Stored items

..........

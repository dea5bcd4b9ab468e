//! Authentication middleware and extractors.
//!
//! Provides extractors for requiring an authenticated operator in route handlers.

use axum::{
    extract::FromRequestParts,
    http::{StatusCode, request::Parts},
    response::{IntoResponse, Redirect, Response},
};
use tower_sessions::Session;

use crate::models::{CurrentUser, session_keys};

/// Path of the login page.
pub const LOGIN_PATH: &str = "/auth/login";

/// Extractor that requires an authenticated operator.
///
/// If no operator is logged in, returns a redirect to the login page.
///
/// # Example
///
/// ```rust,ignore
/// async fn protected_handler(
///     RequireAuth(user): RequireAuth,
/// ) -> impl IntoResponse {
///     format!("Bonjour, {}!", user.username)
/// }
/// ```
pub struct RequireAuth(pub CurrentUser);

/// Error returned when authentication is required but no operator is logged in.
#[derive(Debug)]
pub enum AuthRejection {
    /// Redirect to login page.
    RedirectToLogin,
    /// No session layer is installed.
    MissingSession,
}

impl IntoResponse for AuthRejection {
    fn into_response(self) -> Response {
        match self {
            Self::RedirectToLogin => Redirect::to(LOGIN_PATH).into_response(),
            Self::MissingSession => StatusCode::INTERNAL_SERVER_ERROR.into_response(),
        }
    }
}

impl<S> FromRequestParts<S> for RequireAuth
where
    S: Send + Sync,
{
    type Rejection = AuthRejection;

    async fn from_request_parts(parts: &mut Parts, _state: &S) -> Result<Self, Self::Rejection> {
        // Get the session from extensions (set by SessionManagerLayer)
        let session = parts
            .extensions
            .get::<Session>()
            .ok_or(AuthRejection::MissingSession)?;

        let user: CurrentUser = session
            .get(session_keys::CURRENT_USER)
            .await
            .ok()
            .flatten()
            .ok_or(AuthRejection::RedirectToLogin)?;

        tracing::Span::current().record("username", user.username.as_str());

        Ok(Self(user))
    }
}

/// Extractor that optionally gets the current operator.
///
/// Unlike `RequireAuth`, this does not reject the request if no one is logged in.
pub struct OptionalAuth(pub Option<CurrentUser>);

impl<S> FromRequestParts<S> for OptionalAuth
where
    S: Send + Sync,
{
    type Rejection = std::convert::Infallible;

    async fn from_request_parts(parts: &mut Parts, _state: &S) -> Result<Self, Self::Rejection> {
        let user = match parts.extensions.get::<Session>() {
            Some(session) => session
                .get::<CurrentUser>(session_keys::CURRENT_USER)
                .await
                .ok()
                .flatten(),
            None => None,
        };

        Ok(Self(user))
    }
}

/// Helper to set the current operator in the session.
///
/// The session id is cycled first so a pre-login id cannot be reused.
///
/// # Errors
///
/// Returns an error if the session cannot be modified.
pub async fn set_current_user(
    session: &Session,
    user: &CurrentUser,
) -> Result<(), tower_sessions::session::Error> {
    session.cycle_id().await?;
    session.insert(session_keys::CURRENT_USER, user).await
}

/// Helper to end the operator's session (logout).
///
/// # Errors
///
/// Returns an error if the session cannot be flushed.
pub async fn clear_current_user(session: &Session) -> Result<(), tower_sessions::session::Error> {
    session.flush().await
}

/// Store a one-shot message for the next page render.
///
/// # Errors
///
/// Returns an error if the session cannot be modified.
pub async fn set_flash(session: &Session, message: &str) -> Result<(), tower_sessions::session::Error> {
    session.insert(session_keys::FLASH, message).await
}

/// Take the pending one-shot message, if any.
pub async fn take_flash(session: &Session) -> Option<String> {
    session
        .remove::<String>(session_keys::FLASH)
        .await
        .ok()
        .flatten()
}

..........

**Problem requirements:** The first line of the records and every line down to the line with "let user: CurrentUser = session" must be quoted exactly; leave out all else.

**Completed exercise:**
repository dea5bcd4b9ab468e
//! Authentication middleware and extractors.
//!
//! Provides extractors for requiring an authenticated operator in route handlers.

use axum::{
    extract::FromRequestParts,
    http::{StatusCode, request::Parts},
    response::{IntoResponse, Redirect, Response},
};
use tower_sessions::Session;

use crate::models::{CurrentUser, session_keys};

/// Path of the login page.
pub const LOGIN_PATH: &str = "/auth/login";

/// Extractor that requires an authenticated operator.
///
/// If no operator is logged in, returns a redirect to the login page.
///
/// # Example
///
/// ```rust,ignore
/// async fn protected_handler(
///     RequireAuth(user): RequireAuth,
/// ) -> impl IntoResponse {
///     format!("Bonjour, {}!", user.username)
/// }
/// ```
pub struct RequireAuth(pub CurrentUser);

/// Error returned when authentication is required but no operator is logged in.
#[derive(Debug)]
pub enum AuthRejection {
    /// Redirect to login page.
    RedirectToLogin,
    /// No session layer is installed.
    MissingSession,
}

impl IntoResponse for AuthRejection {
    fn into_response(self) -> Response {
        match self {
            Self::RedirectToLogin => Redirect::to(LOGIN_PATH).into_response(),
            Self::MissingSession => StatusCode::INTERNAL_SERVER_ERROR.into_response(),
        }
    }
}

impl<S> FromRequestParts<S> for RequireAuth
where
    S: Send + Sync,
{
    type Rejection = AuthRejection;

    async fn from_request_parts(parts: &mut Parts, _state: &S) -> Result<Self, Self::Rejection> {
        // Get the session from extensions (set by SessionManagerLayer)
        let session = parts
            .extensions
            .get::<Session>()
            .ok_or(AuthRejection::MissingSession)?;

        let user: CurrentUser = session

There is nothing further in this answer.